- _What this task involves_: What is the number of lines in the listing below that contain the string "energies"? Give that number only.

- _Given records_:
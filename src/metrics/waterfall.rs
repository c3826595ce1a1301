//! Fixed-priority allocation of solar and battery energy, and its value.
//!
//! Solar serves consumption first, then battery charging, and whatever is left
//! is exported. Battery discharge serves the consumption solar could not cover
//! and the rest is exported. Grid import covers the remainder.

use tracing::warn;

use crate::model::SpotPrice;

use super::primitives::calculate_electricity_cost;

/// Summed energies (Wh) for one rollup window.
#[derive(Debug, Clone, Copy, PartialEq)]
pub struct EnergyFlows {
    pub solar_yield_sum: f64,
    pub consumption_sum: f64,
    pub battery_charge_sum: f64,
    pub battery_discharge_sum: f64,
}

/// Energy split (Wh) and monetary value (currency units) of one window.
#[derive(Debug, Clone, Copy, PartialEq, Default)]
pub struct CostAllocation {
    pub solar_to_consumption: f64,
    pub solar_direct_value: f64,
    pub solar_to_battery: f64,
    pub solar_to_export: f64,
    pub solar_export_revenue: f64,
    pub battery_charge_from_solar_cost: f64,
    pub grid_to_battery: f64,
    pub battery_charge_from_grid_cost: f64,
    pub battery_charge_total_cost: f64,
    pub battery_to_consumption: f64,
    pub battery_discharge_value: f64,
    pub battery_to_export: f64,
    pub battery_export_revenue: f64,
    pub grid_import_cost: f64,
    pub battery_arbitrage: f64,
    pub total_electricity_cost: f64,
    pub total_solar_savings: f64,
    pub net_cost: f64,
}

impl CostAllocation {
    /// Every output under its persisted name.
    pub fn fields(&self) -> [(&'static str, f64); 18] {
        [
            ("solar_to_consumption", self.solar_to_consumption),
            ("solar_direct_value", self.solar_direct_value),
            ("solar_to_battery", self.solar_to_battery),
            ("solar_to_export", self.solar_to_export),
            ("solar_export_revenue", self.solar_export_revenue),
            ("battery_charge_from_solar_cost", self.battery_charge_from_solar_cost),
            ("grid_to_battery", self.grid_to_battery),
            ("battery_charge_from_grid_cost", self.battery_charge_from_grid_cost),
            ("battery_charge_total_cost", self.battery_charge_total_cost),
            ("battery_to_consumption", self.battery_to_consumption),
            ("battery_discharge_value", self.battery_discharge_value),
            ("battery_to_export", self.battery_to_export),
            ("battery_export_revenue", self.battery_export_revenue),
            ("grid_import_cost", self.grid_import_cost),
            ("battery_arbitrage", self.battery_arbitrage),
            ("total_electricity_cost", self.total_electricity_cost),
            ("total_solar_savings", self.total_solar_savings),
            ("net_cost", self.net_cost),
        ]
    }
}

/// Runs the allocation waterfall.
///
/// Returns `None` when either price is missing: a cost computed against a
/// guessed price would be wrong, so no cost fields are produced at all.
///
/// Inputs are used as given. A negative sum (consumption can dip below zero
/// when the counter span is shorter than the battery window) flows through
/// the steps unchanged and is logged.
///
/// # Arguments
///
/// * `flows` - Summed energies of the window, in Wh
/// * `price` - Buy and sell price of the hour, in cents per kWh
///
/// # Examples
///
/// ```
/// use meter_rollup::metrics::waterfall::{allocate, EnergyFlows};
/// use meter_rollup::model::SpotPrice;
///
/// let flows = EnergyFlows {
///     solar_yield_sum: 600.0,
///     consumption_sum: 150.0,
///     battery_charge_sum: 0.0,
///     battery_discharge_sum: 0.0,
/// };
/// let cost = allocate(&flows, &SpotPrice::new(5.5, 3.0)).unwrap();
/// assert_eq!(cost.solar_to_consumption, 150.0);
/// assert_eq!(cost.solar_to_export, 450.0);
/// ```
pub fn allocate(flows: &EnergyFlows, price: &SpotPrice) -> Option<CostAllocation> {
    let price_total = price.price_total?;
    let price_sell = price.price_sell?;
    let buy = |wh: f64| calculate_electricity_cost(wh / 1000.0, price_total);
    let sell = |wh: f64| calculate_electricity_cost(wh / 1000.0, price_sell);

    let EnergyFlows {
        solar_yield_sum: solar,
        consumption_sum: consumption,
        battery_charge_sum: charge,
        battery_discharge_sum: discharge,
    } = *flows;
    for (name, value) in [
        ("solar_yield_sum", solar),
        ("consumption_sum", consumption),
        ("battery_charge_sum", charge),
        ("battery_discharge_sum", discharge),
    ] {
        if value < 0.0 {
            warn!(field = name, value, "negative energy in cost allocation");
        }
    }

    let solar_to_consumption = solar.min(consumption);
    let solar_to_battery = (solar - solar_to_consumption).min(charge);
    let solar_to_export = solar - solar_to_consumption - solar_to_battery;

    let battery_charge_from_solar_cost = sell(solar_to_battery);
    let grid_to_battery = charge - solar_to_battery;
    let battery_charge_from_grid_cost = buy(grid_to_battery);
    let battery_charge_total_cost = battery_charge_from_solar_cost + battery_charge_from_grid_cost;

    let remaining = consumption - solar_to_consumption;
    let battery_to_consumption = discharge.min(remaining);
    let battery_to_export = discharge - battery_to_consumption;
    let battery_discharge_value = buy(battery_to_consumption);
    let battery_export_revenue = sell(battery_to_export);

    let grid_import_cost = buy(remaining - battery_to_consumption);
    let battery_arbitrage =
        battery_discharge_value + battery_export_revenue - battery_charge_total_cost;

    let solar_direct_value = buy(solar_to_consumption);
    let solar_export_revenue = sell(solar_to_export);
    let total_solar_savings = solar_direct_value + solar_export_revenue;

    Some(CostAllocation {
        solar_to_consumption,
        solar_direct_value,
        solar_to_battery,
        solar_to_export,
        solar_export_revenue,
        battery_charge_from_solar_cost,
        grid_to_battery,
        battery_charge_from_grid_cost,
        battery_charge_total_cost,
        battery_to_consumption,
        battery_discharge_value,
        battery_to_export,
        battery_export_revenue,
        grid_import_cost,
        battery_arbitrage,
        total_electricity_cost: grid_import_cost,
        total_solar_savings,
        net_cost: grid_import_cost - total_solar_savings - battery_arbitrage,
    })
}
#[cfg(test)]
mod tests {
    use super::*;

    #[test]
    fn production_preset_valid() {
        let cfg = EngineConfig::production();
        let errors = cfg.validate();
        assert!(errors.is_empty(), "production should be valid: {errors:?}");
    }

    #[test]
    fn example_file_matches_production() {
        let cfg = EngineConfig::from_toml_str(include_str!("../config/engine.example.toml"));
        assert_eq!(cfg.ok(), Some(EngineConfig::production()));
    }

    #[test]
    fn from_preset_unknown() {
        let err = EngineConfig::from_preset("staging");
        assert!(err.is_err());
        let e = err.unwrap_err();
        assert!(e.message.contains("unknown preset"));
    }

    #[test]
    fn all_presets_are_valid() {
        for name in EngineConfig::PRESETS {
            let cfg = EngineConfig::from_preset(name);
            assert!(cfg.is_ok(), "preset \"{name}\" should load");
            let errors = cfg.as_ref().map(|c| c.validate()).unwrap_or_default();
            assert!(
                errors.is_empty(),
                "preset \"{name}\" should be valid: {errors:?}"
            );
        }
    }

    #[test]
    fn test_preset_uses_test_buckets() {
        let cfg = EngineConfig::test();
        assert_eq!(cfg.sources.checkwatt.bucket, "checkwatt_full_data_test");
        assert_eq!(cfg.sources.checkwatt.measurement, "checkwatt_v2");
        assert_eq!(cfg.sources.shelly_em3.measurement, "shelly_em3");
        assert_eq!(cfg.destinations.analytics_1hour.bucket, "analytics_1hour_test");
    }

    #[test]
    fn valid_toml_parses() {
        let toml = r#"
[sources]
checkwatt = { bucket = "cw", measurement = "checkwatt" }
shelly_em3 = { bucket = "shelly", measurement = "em3" }

[destinations]
emeters_5min = { bucket = "e5", measurement = "energy" }

[thresholds]
max_reasonable_power_w = 17000.0
export_ceiling_wh = 4000.0
"#;
        let cfg = EngineConfig::from_toml_str(toml);
        assert!(cfg.is_ok(), "valid TOML should parse: {:?}", cfg.err());
        let cfg = cfg.ok();
        assert_eq!(
            cfg.as_ref().map(|c| c.sources.shelly_em3.to_string()),
            Some("shelly/em3".to_string())
        );
        assert_eq!(cfg.as_ref().map(|c| c.thresholds.export_ceiling_wh), Some(4000.0));
        // untouched fields keep their defaults
        assert_eq!(cfg.as_ref().map(|c| c.thresholds.reset_threshold_wh), Some(10_000.0));
        assert_eq!(
            cfg.as_ref().map(|c| c.sources.spotprice.bucket.clone()),
            Some("spotprice".to_string())
        );
    }

    #[test]
    fn invalid_toml_unknown_field() {
        let toml = r#"
[thresholds]
reset_threshold_wh = 10000.0
bogus_field = true
"#;
        assert!(EngineConfig::from_toml_str(toml).is_err());
    }

    #[test]
    fn series_needs_both_keys() {
        let toml = r#"
[sources]
weather = { bucket = "weather" }
"#;
        assert!(EngineConfig::from_toml_str(toml).is_err());
    }

    #[test]
    fn validation_catches_empty_bucket() {
        let mut cfg = EngineConfig::production();
        cfg.sources.spotprice.bucket = " ".to_string();
        let errors = cfg.validate();
        assert!(errors.iter().any(|e| e.field == "sources.spotprice.bucket"));
    }

    #[test]
    fn validation_catches_non_positive_threshold() {
        let mut cfg = EngineConfig::production();
        cfg.thresholds.reset_threshold_wh = 0.0;
        cfg.thresholds.export_ceiling_wh = f64::NAN;
        let errors = cfg.validate();
        assert!(errors.iter().any(|e| e.field == "thresholds.reset_threshold_wh"));
        assert!(errors.iter().any(|e| e.field == "thresholds.export_ceiling_wh"));
    }

    #[test]
    fn validation_catches_shared_destination() {
        let mut cfg = EngineConfig::production();
        cfg.destinations.analytics_1hour = cfg.destinations.analytics_15min.clone();
        let errors = cfg.validate();
        assert!(errors.iter().any(|e| e.field == "destinations"));
    }

    #[test]
    fn validation_catches_bad_synthetic_soc() {
        let mut cfg = EngineConfig::production();
        cfg.synthetic.initial_soc = 140.0;
        let errors = cfg.validate();
        assert!(errors.iter().any(|e| e.field == "synthetic.initial_soc"));
    }

    #[test]
    fn destination_per_tier() {
        let cfg = EngineConfig::production();
        assert_eq!(cfg.destinations.for_tier(Tier::FiveMinute).bucket, "emeters_5min");
        assert_eq!(cfg.destinations.for_tier(Tier::OneHour).bucket, "analytics_1hour");
    }
}
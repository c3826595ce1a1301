//! Integration tests for store failures and bad meter data.

mod common;

use common::{FaultyStore, MIDDAY, at, field, grid_sample, records_of};
use meter_rollup::aggregation::{Emeters5MinAggregator, aggregate_window};
use meter_rollup::backfill::run_backfill;
use meter_rollup::error::{ReconcileError, SkipReason, ValidationFailure, WindowError, WindowOutcome};
use meter_rollup::io::import::store_grid_samples;
use meter_rollup::store::InMemoryStore;
use meter_rollup::window::{Tier, Window};

#[test]
fn rejected_writes_fail_windows_but_not_the_run() {
    let config = common::config();
    let inner = common::steady_store(&config, MIDDAY, at(12, 0), 60);
    let mut store = FaultyStore::new(inner);
    store.reject_writes_to = Some(config.destinations.emeters_5min.bucket.clone());

    let report = run_backfill(&config, &mut store, at(12, 0), at(13, 0), &Tier::ALL, true);

    let base = report.summary(Tier::FiveMinute);
    assert_eq!((base.completed, base.failed), (0, 12));
    assert!(report.has_failures());
    assert!(
        report
            .failures
            .iter()
            .all(|f| matches!(f.error, WindowError::Persistence(_)))
    );
    // Nothing was persisted, so the rollups find no records.
    assert_eq!(report.summary(Tier::FifteenMinute).skipped, 4);
    assert_eq!(report.summary(Tier::OneHour).skipped, 1);
}

#[test]
fn rejected_writes_do_not_matter_in_dry_run() {
    let config = common::config();
    let inner = common::steady_store(&config, MIDDAY, at(12, 0), 60);
    let mut store = FaultyStore::new(inner);
    store.reject_writes_to = Some(config.destinations.emeters_5min.bucket.clone());

    let report = run_backfill(&config, &mut store, at(12, 0), at(13, 0), &[Tier::FiveMinute], false);
    assert_eq!(report.summary(Tier::FiveMinute).completed, 12);
    assert!(!report.has_failures());
}

#[test]
fn unreadable_source_fails_the_window() {
    let config = common::config();
    let inner = common::steady_store(&config, MIDDAY, at(12, 0), 60);
    let mut store = FaultyStore::new(inner);
    store.reject_reads_from = Some(config.sources.shelly_em3.bucket.clone());

    let window = Window::ending_at(Tier::FiveMinute, at(12, 5)).unwrap();
    let outcome = aggregate_window(&Emeters5MinAggregator::new(&config), &mut store, &window, true);
    assert!(matches!(outcome, WindowOutcome::Failed(WindowError::Fetch(_))));

    let dest = &config.destinations.emeters_5min;
    assert_eq!(store.inner.len(&dest.bucket, &dest.measurement), 0);
}

#[test]
fn unreadable_side_data_leaves_rollups_intact() {
    let config = common::config();
    let inner = common::steady_store(&config, MIDDAY, at(12, 0), 60);
    let mut store = FaultyStore::new(inner);
    store.reject_reads_from = Some(config.sources.weather.bucket.clone());

    let report = run_backfill(&config, &mut store, at(12, 0), at(13, 0), &Tier::ALL, true);
    assert!(!report.has_failures());
    assert_eq!(report.summary(Tier::FifteenMinute).completed, 4);
    assert_eq!(report.summary(Tier::OneHour).completed, 1);

    let hour = records_of(&report.records, Tier::OneHour)[0];
    assert!(field(hour, "solar_yield_sum").is_some());
    assert!(field(hour, "net_cost").is_some());
    assert_eq!(field(hour, "air_temperature"), None);
}

#[test]
fn unreadable_prices_drop_only_the_cost_fields() {
    let config = common::config();
    let inner = common::steady_store(&config, MIDDAY, at(12, 0), 60);
    let mut store = FaultyStore::new(inner);
    store.reject_reads_from = Some(config.sources.spotprice.bucket.clone());

    let report = run_backfill(&config, &mut store, at(12, 0), at(13, 0), &Tier::ALL, true);
    assert!(!report.has_failures());
    for r in records_of(&report.records, Tier::FifteenMinute) {
        assert!(field(r, "emeter_sum").is_some());
        assert_eq!(field(r, "price_total"), None);
        assert_eq!(field(r, "net_cost"), None);
        assert!(field(r, "self_consumption_ratio").is_some());
    }
}

#[test]
fn meter_reboot_is_gap_filled() {
    let config = common::config();
    let t = |m| at(12, m);
    // 1 kW import; the meter restarts from zero between minutes 2 and 3.
    let grid = vec![
        grid_sample(t(0), 1_000.0, 50_000.0, 20_000.0),
        grid_sample(t(1), 1_000.0, 50_016.0, 20_000.0),
        grid_sample(t(2), 1_000.0, 50_033.0, 20_000.0),
        grid_sample(t(3), 1_000.0, 17.0, 0.0),
        grid_sample(t(4), 1_000.0, 33.0, 0.0),
    ];
    let mut store = InMemoryStore::new();
    store_grid_samples(&mut store, &config.sources.shelly_em3, &grid).unwrap();

    let report = run_backfill(&config, &mut store, at(12, 0), at(12, 5), &[Tier::FiveMinute], true);
    let r = &report.records[0];
    let delta = field(r, "emeter_sum").unwrap();
    // 16 + 17 from the counters, ~16.7 from average power across the reset,
    // 16 after it.
    assert!((delta - (16.0 + 17.0 + 1_000.0 / 60.0 + 16.0)).abs() < 1e-6, "delta {delta}");
    // The returned counter went backwards, so export is omitted.
    assert_eq!(field(r, "energy_returned_sum"), None);
}

#[test]
fn meter_starting_from_zero_is_skipped() {
    let config = common::config();
    let grid: Vec<_> = (0..5)
        .map(|m| grid_sample(at(12, m), 600.0, 10.0 * f64::from(m), 0.0))
        .collect();
    let mut store = InMemoryStore::new();
    store_grid_samples(&mut store, &config.sources.shelly_em3, &grid).unwrap();

    let window = Window::ending_at(Tier::FiveMinute, at(12, 5)).unwrap();
    let outcome = aggregate_window(&Emeters5MinAggregator::new(&config), &mut store, &window, true);
    assert!(matches!(
        outcome,
        WindowOutcome::Skipped(SkipReason::Validation(ValidationFailure::Counters(
            ReconcileError::ImplausibleBaseline { .. }
        )))
    ));
}
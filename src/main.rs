//! meter-rollup entry point: config loading, data import and backfill.

mod cli;

use std::path::Path;
use std::process;

use anyhow::{Context, bail};
use tracing::{info, warn};
use tracing_subscriber::EnvFilter;

use meter_rollup::backfill::run_backfill;
use meter_rollup::config::EngineConfig;
use meter_rollup::io::export::export_csv;
use meter_rollup::io::import::{import_battery_csv, import_grid_csv, import_price_csv};
use meter_rollup::store::InMemoryStore;
use meter_rollup::synthetic;

use cli::CliOptions;

fn load_config(cli: &CliOptions) -> anyhow::Result<EngineConfig> {
    let mut config = if let Some(ref path) = cli.config {
        EngineConfig::from_toml_file(path)
            .with_context(|| format!("loading config {}", path.display()))?
    } else if let Some(ref name) = cli.preset {
        EngineConfig::from_preset(name)?
    } else {
        EngineConfig::production()
    };

    if let Some(seed) = cli.seed {
        config.synthetic.seed = seed;
    }

    let errors = config.validate();
    if !errors.is_empty() {
        for e in &errors {
            eprintln!("{e}");
        }
        bail!("configuration has {} error(s)", errors.len());
    }
    Ok(config)
}

fn load_inputs(
    cli: &CliOptions,
    config: &EngineConfig,
    store: &mut InMemoryStore,
) -> anyhow::Result<()> {
    let sources = &config.sources;
    if let Some(ref path) = cli.checkwatt {
        import_battery_csv(path, store, &sources.checkwatt)?;
    }
    if let Some(ref path) = cli.shelly {
        import_grid_csv(path, store, &sources.shelly_em3)?;
    }
    if let Some(ref path) = cli.prices {
        import_price_csv(path, store, &sources.spotprice)?;
    }
    if cli.synthetic {
        synthetic::populate(store, sources, &config.synthetic, cli.from, cli.to)
            .context("storing synthetic telemetry")?;
    }
    if store.is_empty() {
        warn!("no input data; every window will be skipped");
    }
    Ok(())
}

/// Runs the backfill and returns whether every window succeeded.
fn run(cli: &CliOptions) -> anyhow::Result<bool> {
    let config = load_config(cli)?;
    let mut store = InMemoryStore::new();
    load_inputs(cli, &config, &mut store)?;

    let report = run_backfill(
        &config,
        &mut store,
        cli.from,
        cli.to,
        &cli.tiers,
        !cli.dry_run,
    );
    println!("{report}");

    if let Some(ref path) = cli.out {
        export_csv(&report.records, Path::new(path))
            .with_context(|| format!("writing {}", path.display()))?;
        info!(path = %path.display(), records = report.records.len(), "records exported");
    }

    Ok(!report.has_failures())
}

fn main() {
    let filter = EnvFilter::try_from_default_env().unwrap_or_else(|_| EnvFilter::new("info"));
    tracing_subscriber::fmt()
        .with_env_filter(filter)
        .with_target(false)
        .compact()
        .init();

    let cli = match cli::parse_args() {
        Ok(cli) => cli,
        Err(e) => {
            eprintln!("error: {e}");
            cli::print_usage();
            process::exit(1);
        }
    };

    match run(&cli) {
        Ok(true) => {}
        Ok(false) => process::exit(2),
        Err(e) => {
            eprintln!("error: {e:#}");
            process::exit(1);
        }
    }
}
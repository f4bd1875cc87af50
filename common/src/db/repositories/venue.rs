// Venue repository implementation

use super::queries::venue_queries::SELECT_ALL_COLUMNS;
use crate::db::DbPool;
use crate::directory::substring_pattern;
use crate::errors::DatabaseError;
use crate::models::{ArtistShow, NewVenue, Venue, VenueSummary};
use chrono::{DateTime, Utc};
use tracing::instrument;

/// Repository for venue-related database operations
pub struct VenueRepository {
    pool: DbPool,
}

impl VenueRepository {
    /// Create a new VenueRepository
    pub fn new(pool: DbPool) -> Self {
        Self { pool }
    }

    /// Every venue with the number of its own shows starting after `now`
    ///
    /// Rows come ordered by state, city, then id so areas render stably.
    #[instrument(skip(self))]
    pub async fn find_summaries(
        &self,
        now: DateTime<Utc>,
    ) -> Result<Vec<VenueSummary>, DatabaseError> {
        let venues = sqlx::query_as::<_, VenueSummary>(
            r#"
            SELECT v.id, v.name, v.city, v.state,
                   COUNT(s.id) FILTER (WHERE s.start_time > $1) AS num_upcoming_shows
            FROM venues v
            LEFT JOIN shows s ON s.venue_id = v.id
            GROUP BY v.id
            ORDER BY v.state, v.city, v.id
            "#,
        )
        .bind(now)
        .fetch_all(self.pool.pool())
        .await?;

        tracing::debug!(count = venues.len(), "Found venue summaries");
        Ok(venues)
    }

    /// Case-insensitive substring search on venue name
    #[instrument(skip(self))]
    pub async fn search_by_name(&self, term: &str) -> Result<Vec<Venue>, DatabaseError> {
        let query = format!(
            "SELECT {} FROM venues WHERE name ILIKE $1 ORDER BY name, id",
            SELECT_ALL_COLUMNS
        );

        let venues = sqlx::query_as::<_, Venue>(&query)
            .bind(substring_pattern(term))
            .fetch_all(self.pool.pool())
            .await?;

        tracing::debug!(count = venues.len(), "Venue search finished");
        Ok(venues)
    }

    /// Find a venue by ID
    #[instrument(skip(self))]
    pub async fn find_by_id(&self, id: i32) -> Result<Option<Venue>, DatabaseError> {
        let query = format!("SELECT {} FROM venues WHERE id = $1", SELECT_ALL_COLUMNS);

        let venue = sqlx::query_as::<_, Venue>(&query)
            .bind(id)
            .fetch_optional(self.pool.pool())
            .await?;

        Ok(venue)
    }

    /// All shows hosted by a venue, with the performing artist, oldest first
    #[instrument(skip(self))]
    pub async fn find_shows(&self, venue_id: i32) -> Result<Vec<ArtistShow>, DatabaseError> {
        let shows = sqlx::query_as::<_, ArtistShow>(
            r#"
            SELECT a.id AS artist_id, a.name AS artist_name,
                   a.image_link AS artist_image_link, s.start_time
            FROM shows s
            JOIN artists a ON a.id = s.artist_id
            WHERE s.venue_id = $1
            ORDER BY s.start_time, s.id
            "#,
        )
        .bind(venue_id)
        .fetch_all(self.pool.pool())
        .await?;

        Ok(shows)
    }

    /// Insert a venue inside a transaction and return its id
    #[instrument(skip(self, venue), fields(venue_name = %venue.name))]
    pub async fn create(&self, venue: &NewVenue) -> Result<i32, DatabaseError> {
        let mut tx = self.pool.pool().begin().await?;

        let inserted = sqlx::query_scalar::<_, i32>(
            r#"
            INSERT INTO venues (
                name, city, state, address, phone, genres, facebook_link,
                image_link, website, seeking_talent, seeking_description
            )
            VALUES ($1, $2, $3, $4, $5, $6, $7, $8, $9, $10, $11)
            RETURNING id
            "#,
        )
        .bind(&venue.name)
        .bind(&venue.city)
        .bind(&venue.state)
        .bind(&venue.address)
        .bind(&venue.phone)
        .bind(&venue.genres)
        .bind(&venue.facebook_link)
        .bind(&venue.image_link)
        .bind(&venue.website)
        .bind(venue.seeking_talent)
        .bind(&venue.seeking_description)
        .fetch_one(&mut *tx)
        .await;

        let id = match inserted {
            Ok(id) => id,
            Err(e) => {
                tracing::error!(error = %e, "Venue insert failed, rolling back");
                tx.rollback().await?;
                return Err(e.into());
            }
        };

        tx.commit()
            .await
            .map_err(|e| DatabaseError::TransactionFailed(e.to_string()))?;

        tracing::info!(venue_id = id, venue_name = %venue.name, "Venue created");
        Ok(id)
    }

    /// Overwrite a venue's fields; returns false when the venue does not exist
    #[instrument(skip(self, venue))]
    pub async fn update(&self, id: i32, venue: &NewVenue) -> Result<bool, DatabaseError> {
        let mut tx = self.pool.pool().begin().await?;

        let updated = sqlx::query(
            r#"
            UPDATE venues
            SET name = $2, city = $3, state = $4, address = $5, phone = $6,
                genres = $7, facebook_link = $8, image_link = $9, website = $10,
                seeking_talent = $11, seeking_description = $12
            WHERE id = $1
            "#,
        )
        .bind(id)
        .bind(&venue.name)
        .bind(&venue.city)
        .bind(&venue.state)
        .bind(&venue.address)
        .bind(&venue.phone)
        .bind(&venue.genres)
        .bind(&venue.facebook_link)
        .bind(&venue.image_link)
        .bind(&venue.website)
        .bind(venue.seeking_talent)
        .bind(&venue.seeking_description)
        .execute(&mut *tx)
        .await;

        let rows = match updated {
            Ok(result) => result.rows_affected(),
            Err(e) => {
                tracing::error!(error = %e, venue_id = id, "Venue update failed, rolling back");
                tx.rollback().await?;
                return Err(e.into());
            }
        };

        tx.commit()
            .await
            .map_err(|e| DatabaseError::TransactionFailed(e.to_string()))?;

        tracing::info!(venue_id = id, found = rows > 0, "Venue updated");
        Ok(rows > 0)
    }

    /// Delete a venue together with the shows it hosts
    ///
    /// Returns false when no venue had this id.
    #[instrument(skip(self))]
    pub async fn delete(&self, id: i32) -> Result<bool, DatabaseError> {
        let mut tx = self.pool.pool().begin().await?;

        let shows = sqlx::query("DELETE FROM shows WHERE venue_id = $1")
            .bind(id)
            .execute(&mut *tx)
            .await;
        let shows = match shows {
            Ok(result) => result.rows_affected(),
            Err(e) => {
                tx.rollback().await?;
                return Err(e.into());
            }
        };

        let venues = sqlx::query("DELETE FROM venues WHERE id = $1")
            .bind(id)
            .execute(&mut *tx)
            .await;
        let venues = match venues {
            Ok(result) => result.rows_affected(),
            Err(e) => {
                tx.rollback().await?;
                return Err(e.into());
            }
        };

        tx.commit()
            .await
            .map_err(|e| DatabaseError::TransactionFailed(e.to_string()))?;

        tracing::info!(venue_id = id, shows_removed = shows, "Venue deleted");
        Ok(venues > 0)
    }
}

- _Task result_: 2